The mental cost of constant relocations
A chronicle of finding my way back to myself through small actions, routine, and weekend flowers
It took me about forty minutes to come up with a title and a subtitle for this text. Then I spent another hour typing and deleting the main body. Eventually, I erased everything and started from scratch — I just couldn’t make myself tell a half-truth, disguising internal turmoil as a simple story about moving.
A little over a month ago, I moved from Budapest to Zagreb. Around the same time, something inside me switched off — a kind of mechanism responsible for wanting anything at all. Just like that, with no clear external reason. And with it, the urge to write, to take photos, to share. The ability to fuel my life with dreams of new experiences, both present and future, disappeared without a trace. Some internal factory that used to produce emotional states cut my output down to just one: total indifference.




Losing interest in the things I love, in learning, in doing, and getting through daily routines like brushing my teeth purely on autopilot and willpower doesn’t sound great. And if I were capable of feeling fear, I probably would have felt it. But instead, I became a detached observer of my own apathy, fully aware that something was off. This wasn’t like me at all.
By the third week of total indifference, I gave myself a deadline. If I unpack the last moving box, hang the familiar art and other signs of home, set up a morning reading corner, find a market for weekly flowers, a running route, a sauna, a favorite café — if I manage to rebuild my daily rhythm and still feel nothing, I’ll ask for help.
All of last week, with a painfully blank face and through sheer effort, I worked to rebuild the foundation. And then, a few days ago, something started to flicker — some vague emotional responses, still dulled, but among them was a tiny hint of hope. Hope that maybe I didn’t need outside help after all, and that the breakdown really was just that: exhaustion. Exhaustion from the move, from the disrupted routine, from constantly having to prove to various systems that I’m not some clueless nobody, asking — begging, really — for a residence permit, for a lease contract. Please?
It doesn’t matter that I’ve handled plenty of other moves with resilience and even excitement. This time, my brain chose to cope with change differently. And who am I to blame it for wanting to shut down after so many years of drifting? Honestly, it’s a miracle it lasted this long.

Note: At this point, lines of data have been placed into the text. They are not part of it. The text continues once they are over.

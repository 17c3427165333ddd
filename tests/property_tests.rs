//! Property tests for the frame codecs and the outbound request queue.
//!
//! Host only.

use std::sync::Mutex;

use nrf_ble_link::config::link::{MAX_PAYLOAD, TX_QUEUE_DEPTH};
use nrf_ble_link::link::{Completion, LinkError, StreamLink, Transport, TxStatus, UartDriver};
use nrf_ble_link::protocol::{
    decode_block, decode_frame, encode_block, encode_frame, ServiceId, StreamDecoder,
};
use proptest::prelude::*;

fn arb_service() -> impl Strategy<Value = ServiceId> {
    prop::sample::select(ServiceId::ALL.to_vec())
}

fn arb_payload() -> impl Strategy<Value = Vec<u8>> {
    prop::collection::vec(any::<u8>(), 0..=MAX_PAYLOAD)
}

fn arb_garbage() -> impl Strategy<Value = Vec<u8>> {
    prop::collection::vec(any::<u8>(), 0..64)
}

/// True if a valid frame other than the one at `real` starts anywhere in
/// `data`. Random bytes pass an 8-bit CRC now and then; such input holds a
/// second frame and is not noise.
fn has_other_frame(data: &[u8], real: usize) -> bool {
    (0..data.len().saturating_sub(1)).any(|start| {
        let end = start + data[start + 1] as usize;
        start != real && end <= data.len() && decode_frame(&data[start..end]).is_ok()
    })
}

fn decode_all(data: &[u8]) -> Vec<(ServiceId, Vec<u8>)> {
    let mut decoder = StreamDecoder::new();
    let mut frames = Vec::new();
    decoder.feed(data, |service, payload| frames.push((service, payload.to_vec())));
    // The line goes quiet after the last byte
    decoder.idle(|service, payload| frames.push((service, payload.to_vec())));
    frames
}

// ── Framing ──────────────────────────────────────────────────

proptest! {
    #[test]
    fn stream_round_trip(service in arb_service(), payload in arb_payload()) {
        let frame = encode_frame(service, &payload).unwrap();
        prop_assert_eq!(frame.len(), payload.len() + 3);

        let (decoded_service, decoded) = decode_frame(&frame).unwrap();
        prop_assert_eq!(decoded_service, service);
        prop_assert_eq!(decoded, payload.as_slice());

        prop_assert_eq!(decode_all(&frame), vec![(service, payload)]);
    }

    #[test]
    fn block_round_trip(service in arb_service(), payload in arb_payload()) {
        let block = encode_block(service, &payload).unwrap();
        let (decoded_service, decoded) = decode_block(&block).unwrap();
        prop_assert_eq!(decoded_service, service);
        prop_assert_eq!(decoded, payload.as_slice());
    }

    /// CRC-8 catches every single-bit error; header flips fail earlier checks.
    #[test]
    fn single_bit_flip_rejected(
        service in arb_service(),
        payload in prop::collection::vec(any::<u8>(), 0..=32),
        bit in any::<prop::sample::Index>(),
    ) {
        let mut frame = encode_frame(service, &payload).unwrap();
        let bit = bit.index(frame.len() * 8);
        frame[bit / 8] ^= 1 << (bit % 8);

        prop_assert!(decode_frame(&frame).is_err());
    }

    #[test]
    fn resync_after_garbage(
        garbage in arb_garbage(),
        service in arb_service(),
        payload in arb_payload(),
    ) {
        let real = garbage.len();
        let mut data = garbage;
        data.extend_from_slice(&encode_frame(service, &payload).unwrap());
        prop_assume!(!has_other_frame(&data, real));

        prop_assert_eq!(decode_all(&data), vec![(service, payload)]);
    }

    /// A frame failing its CRC does not hide the valid frame that follows.
    #[test]
    fn resync_after_corrupt_frame(
        first in arb_garbage(),
        corrupt_at in any::<prop::sample::Index>(),
        payload in arb_payload(),
    ) {
        let mut data = encode_frame(ServiceId::Data, &first).unwrap().to_vec();
        // Corrupt a payload or CRC byte; the length stays intact
        let at = 2 + corrupt_at.index(data.len() - 2);
        data[at] ^= 0x01;
        let real = data.len();
        data.extend_from_slice(&encode_frame(ServiceId::Manager, &payload).unwrap());
        prop_assume!(!has_other_frame(&data, real));

        prop_assert_eq!(decode_all(&data), vec![(ServiceId::Manager, payload)]);
    }
}

// ── Outbound queue ───────────────────────────────────────────

struct WireLink {
    enabled: bool,
}

impl StreamLink for WireLink {
    fn enable(&mut self) -> Result<(), LinkError> {
        self.enabled = true;
        Ok(())
    }

    fn disable(&mut self) {
        self.enabled = false;
    }

    fn start_transmit(&mut self, _frame: &[u8]) -> Result<(), LinkError> {
        if self.enabled {
            Ok(())
        } else {
            Err(LinkError::NotEnabled)
        }
    }

    fn peer_alive(&self) -> bool {
        true
    }
}

#[derive(Debug, Clone)]
enum QueueOp {
    Send,
    /// Abort the n-th accepted request, modulo the number accepted.
    Abort(usize),
    Complete,
}

fn arb_queue_op() -> impl Strategy<Value = QueueOp> {
    prop_oneof![
        3 => Just(QueueOp::Send),
        2 => (0usize..32).prop_map(QueueOp::Abort),
        2 => Just(QueueOp::Complete),
    ]
}

static COMPLETED: Mutex<Vec<(TxStatus, usize)>> = Mutex::new(Vec::new());

fn on_complete(status: TxStatus, context: usize) {
    COMPLETED.lock().unwrap().push((status, context));
}

proptest! {
    /// Aborted requests never complete; all others complete in send order.
    #[test]
    fn fifo_with_abort(ops in prop::collection::vec(arb_queue_op(), 0..64)) {
        COMPLETED.lock().unwrap().clear();

        let driver = UartDriver::new(WireLink { enabled: false });
        driver.init().unwrap();

        let mut accepted = Vec::new();
        let mut aborted = Vec::new();
        for op in ops {
            match op {
                QueueOp::Send => {
                    let context = accepted.len();
                    let completion = Some(Completion::new(on_complete, context));
                    if let Ok(id) = driver.send(ServiceId::Data, &[context as u8], completion) {
                        accepted.push((id, context));
                    }
                }
                QueueOp::Abort(n) if !accepted.is_empty() => {
                    let (id, context) = accepted[n % accepted.len()];
                    if driver.abort(id) {
                        aborted.push(context);
                    }
                }
                QueueOp::Abort(_) => {}
                QueueOp::Complete => driver.on_transmit_complete(),
            }
        }
        for _ in 0..=TX_QUEUE_DEPTH {
            driver.on_transmit_complete();
        }

        let expected: Vec<(TxStatus, usize)> = accepted
            .iter()
            .map(|&(_, context)| context)
            .filter(|context| !aborted.contains(context))
            .map(|context| (TxStatus::Sent, context))
            .collect();
        prop_assert_eq!(&*COMPLETED.lock().unwrap(), &expected);
    }
}
#[cfg(test)]
mod tests {
    use std::sync::Mutex;

    use super::*;
    use crate::link::traits::mock::MockBlockLink;
    use crate::protocol::encode_block;

    struct Recorder {
        frames: IrqCell<Vec<(ServiceId, Vec<u8>)>>,
    }

    impl ServiceListener for Recorder {
        fn on_message(&self, service: ServiceId, payload: &[u8]) {
            self.frames.lock(|f| f.push((service, payload.to_vec())));
        }
    }

    fn started() -> SpiDriver<'static, MockBlockLink> {
        let driver = SpiDriver::new(MockBlockLink::new(), LinkConfig::default());
        driver.init().unwrap();
        driver
    }

    fn transfers(driver: &SpiDriver<'_, MockBlockLink>) -> Vec<Block> {
        driver.with_link(|link| core::mem::take(&mut link.transfers))
    }

    #[test]
    fn test_idle_poll_sends_idle_block() {
        let driver = started();

        driver.poll();
        assert_eq!(transfers(&driver), vec![IDLE_BLOCK]);

        // Busy until the transaction completes
        driver.poll();
        assert!(transfers(&driver).is_empty());

        driver.on_transfer_complete(&IDLE_BLOCK, true);
        driver.on_peer_request();
        assert_eq!(transfers(&driver), vec![IDLE_BLOCK]);
    }

    #[test]
    fn test_send_starts_transfer() {
        let driver = started();

        driver.send(ServiceId::Manager, &[0x00], None).unwrap();
        driver.send(ServiceId::Data, &[1, 2, 3], None).unwrap();

        assert_eq!(
            transfers(&driver),
            vec![encode_block(ServiceId::Manager, &[0x00]).unwrap()]
        );

        // More queued: the next transaction starts right away
        driver.on_transfer_complete(&IDLE_BLOCK, true);
        assert_eq!(
            transfers(&driver),
            vec![encode_block(ServiceId::Data, &[1, 2, 3]).unwrap()]
        );

        // Queue empty: wait for the poll
        driver.on_transfer_complete(&IDLE_BLOCK, true);
        assert!(transfers(&driver).is_empty());
    }

    static STATUS: Mutex<Vec<(TxStatus, usize)>> = Mutex::new(Vec::new());

    fn record(status: TxStatus, context: usize) {
        STATUS.lock().unwrap().push((status, context));
    }

    #[test]
    fn test_completion_follows_hw_status() {
        let driver = started();

        driver
            .send(ServiceId::Data, &[1], Some(Completion::new(record, 10)))
            .unwrap();
        driver
            .send(ServiceId::Data, &[2], Some(Completion::new(record, 20)))
            .unwrap();

        driver.on_transfer_complete(&IDLE_BLOCK, false);
        driver.on_transfer_complete(&IDLE_BLOCK, true);

        assert_eq!(
            *STATUS.lock().unwrap(),
            vec![(TxStatus::Failed, 10), (TxStatus::Sent, 20)]
        );
        // A failed transaction does not stop the link
        assert!(driver.is_running());
    }

    #[test]
    fn test_receive_dispatch() {
        let recorder = Recorder {
            frames: IrqCell::new(Vec::new()),
        };
        let driver = SpiDriver::new(MockBlockLink::new(), LinkConfig::default());
        driver.init().unwrap();
        assert!(driver.register_listener(ServiceId::Data, &recorder));

        driver.poll();
        let rx = encode_block(ServiceId::Data, &[0x55; 244]).unwrap();
        driver.on_transfer_complete(&rx, true);

        driver.poll();
        driver.on_transfer_complete(&IDLE_BLOCK, true);

        // Corrupted block is dropped
        driver.poll();
        let mut bad = encode_block(ServiceId::Data, &[1]).unwrap();
        bad[10] ^= 0x01;
        driver.on_transfer_complete(&bad, true);

        // Received data is not trusted on a failed transaction
        driver.poll();
        driver.on_transfer_complete(&rx, false);

        let frames = recorder.frames.lock(|f| core::mem::take(f));
        assert_eq!(frames.len(), 1);
        assert_eq!(frames[0].0, ServiceId::Data);
        assert_eq!(frames[0].1, vec![0x55; 244]);
    }

    #[test]
    fn test_stopped_link() {
        let driver = SpiDriver::new(MockBlockLink::new(), LinkConfig { idle_poll_us: 500 });
        assert_eq!(driver.idle_poll_us(), 500);

        driver.poll();
        assert!(transfers(&driver).is_empty());
        assert_eq!(driver.send(ServiceId::Data, &[1], None), Err(SendError::NotRunning));

        driver.init().unwrap();
        driver.with_link(|link| link.alive = false);
        assert_eq!(driver.send(ServiceId::Data, &[1], None), Err(SendError::NotRunning));
    }

    static DEINIT: Mutex<Vec<(TxStatus, usize)>> = Mutex::new(Vec::new());

    fn record_deinit(status: TxStatus, context: usize) {
        DEINIT.lock().unwrap().push((status, context));
    }

    #[test]
    fn test_deinit_fails_in_flight_and_drops_queue() {
        let driver = started();
        let cb = |n| Some(Completion::new(record_deinit, n));

        driver.send(ServiceId::Data, &[1], cb(1)).unwrap();
        driver.send(ServiceId::Data, &[2], cb(2)).unwrap();
        transfers(&driver);

        driver.deinit();
        assert!(!driver.is_running());
        assert!(!driver.with_link(|link| link.enabled));
        assert_eq!(*DEINIT.lock().unwrap(), vec![(TxStatus::Failed, 1)]);

        // A second deinit does nothing
        driver.deinit();
        assert_eq!(DEINIT.lock().unwrap().len(), 1);

        // Nothing left over after a restart: the poll exchanges an idle block
        driver.init().unwrap();
        assert!(transfers(&driver).is_empty());
        driver.poll();
        assert_eq!(transfers(&driver), vec![IDLE_BLOCK]);
        driver.on_transfer_complete(&IDLE_BLOCK, true);
        assert_eq!(DEINIT.lock().unwrap().len(), 1);
    }

    static LINK_ERROR: Mutex<Vec<(TxStatus, usize)>> = Mutex::new(Vec::new());

    fn record_link_error(status: TxStatus, context: usize) {
        LINK_ERROR.lock().unwrap().push((status, context));
    }

    #[test]
    fn test_link_error_and_restart() {
        let driver = started();
        let cb = |n| Some(Completion::new(record_link_error, n));

        driver.send(ServiceId::Data, &[1], cb(1)).unwrap();
        driver.send(ServiceId::Data, &[2], cb(2)).unwrap();
        transfers(&driver);

        driver.on_link_error(LinkError::Hardware);
        assert!(!driver.is_running());
        assert_eq!(*LINK_ERROR.lock().unwrap(), vec![(TxStatus::Failed, 1)]);
        assert_eq!(driver.send(ServiceId::Data, &[3], None), Err(SendError::NotRunning));
        driver.poll();
        assert!(transfers(&driver).is_empty());

        // The queued request was dropped; new requests go out after a restart
        driver.init().unwrap();
        assert!(transfers(&driver).is_empty());
        driver.send(ServiceId::Data, &[4], cb(4)).unwrap();
        assert_eq!(
            transfers(&driver),
            vec![encode_block(ServiceId::Data, &[4]).unwrap()]
        );
        driver.on_transfer_complete(&IDLE_BLOCK, true);
        assert_eq!(
            *LINK_ERROR.lock().unwrap(),
            vec![(TxStatus::Failed, 1), (TxStatus::Sent, 4)]
        );
    }

    static REFUSED: Mutex<Vec<(TxStatus, usize)>> = Mutex::new(Vec::new());

    fn record_refused(status: TxStatus, context: usize) {
        REFUSED.lock().unwrap().push((status, context));
    }

    #[test]
    fn test_refused_transfer_drops_queue() {
        let driver = started();
        let cb = |n| Some(Completion::new(record_refused, n));

        driver.send(ServiceId::Data, &[1], cb(1)).unwrap();
        driver.send(ServiceId::Data, &[2], cb(2)).unwrap();
        driver.send(ServiceId::Data, &[3], cb(3)).unwrap();
        transfers(&driver);

        // Chaining the second request is refused: it fails and the third is dropped
        driver.with_link(|link| link.next_transfer_error = Some(LinkError::Hardware));
        driver.on_transfer_complete(&IDLE_BLOCK, true);
        assert!(!driver.is_running());
        assert_eq!(
            *REFUSED.lock().unwrap(),
            vec![(TxStatus::Sent, 1), (TxStatus::Failed, 2)]
        );

        driver.init().unwrap();
        assert!(transfers(&driver).is_empty());
        driver.poll();
        assert_eq!(transfers(&driver), vec![IDLE_BLOCK]);
        driver.on_transfer_complete(&IDLE_BLOCK, true);
        assert_eq!(REFUSED.lock().unwrap().len(), 2);
    }

    #[test]
    fn test_refused_transfer_stops_link() {
        let driver = started();
        driver.with_link(|link| link.next_transfer_error = Some(LinkError::Hardware));

        driver.poll();
        assert!(!driver.is_running());

        driver.init().unwrap();
        driver.poll();
        assert_eq!(transfers(&driver), vec![IDLE_BLOCK]);
    }
}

Even this short text wasn’t easy to write. Still isn’t. But I managed to scrape the desire to start it and finish, and after a month of ringing emptiness, that feels like a pretty big deal.
Which means there’s a good chance I’ll get my usual self back — the one with ambition, curiosity, and that squeaky impatience for new experiences in yet another set of temporary rooms that, this time, I think I might actually like more than the last.




Hi Elen, thank you for taking the time to write this v special essay.
Quite a few pings on my radar !
You said a few mins read, but it has got me thinking a lot and trying to avoid a few deep rabbit holes, at least till tonight.
Writing from Brizvegas ( a 70s-80s gen self nickname for my town by then young ones, me of that era) in The Land of Oz, with pun intended ( City of Meanjin in First Nations identity, and that of Brisbane in Euro Colonial name, in the state of Queensland, which sort of gets a rise from some from North America and UK naughty schoolboys), in Australia.
You have a v nice writing craft, and Dig the Balcony and like your Cute Neighbour !
Whilst I have never been to Budapest or Zagreb, have some narrative. both quite old (like preWW2 and after, and the Hungarian Revolution and newer stuff from Croatia, Boz-Hertz etc.
Which side of the river ? And I see Zagreb has a bit of a twin city feel.
In the hierarchy of life stresses , moving rates high up there.
And you mention Adjustment Disorder. Such a complex paradigm; where does it merge with more "biological" depression, or recede to the challenges and vicissitudes of life and trying to retreat and then marshal our strengths and consider our options.
I am quite a bit older than you I guess; soon to be the biblical three score and ten. but do identify with moving , shifting etc. Not trying to out game you, but quick check, and 25 moves in 55 yrs, but one period of stability of 20 yrs, so about 25 shifts in 35 yrs. Fortunate in that I never had the uncertainty of residency to contend with, and know from from friends how "safe" that was to be.
But have learnt now what a "digital nomad" visa may mean, and this stirs my angry feeling re how abusive and economically controlling this could be. Australia is one of the homes of the International Labor Movement if you didn't know,and one of its first meetings was in the town of Barcaldine in Central Queensland, under a v big tree, during The Great Shearers Strike in the 1890s when the army was called in to suppress.
I must go as i have a meeting at 11 00.
You mention resilience and suspect you have that with a capital R.
And your entry way vibe is v cool, Regards and Respect.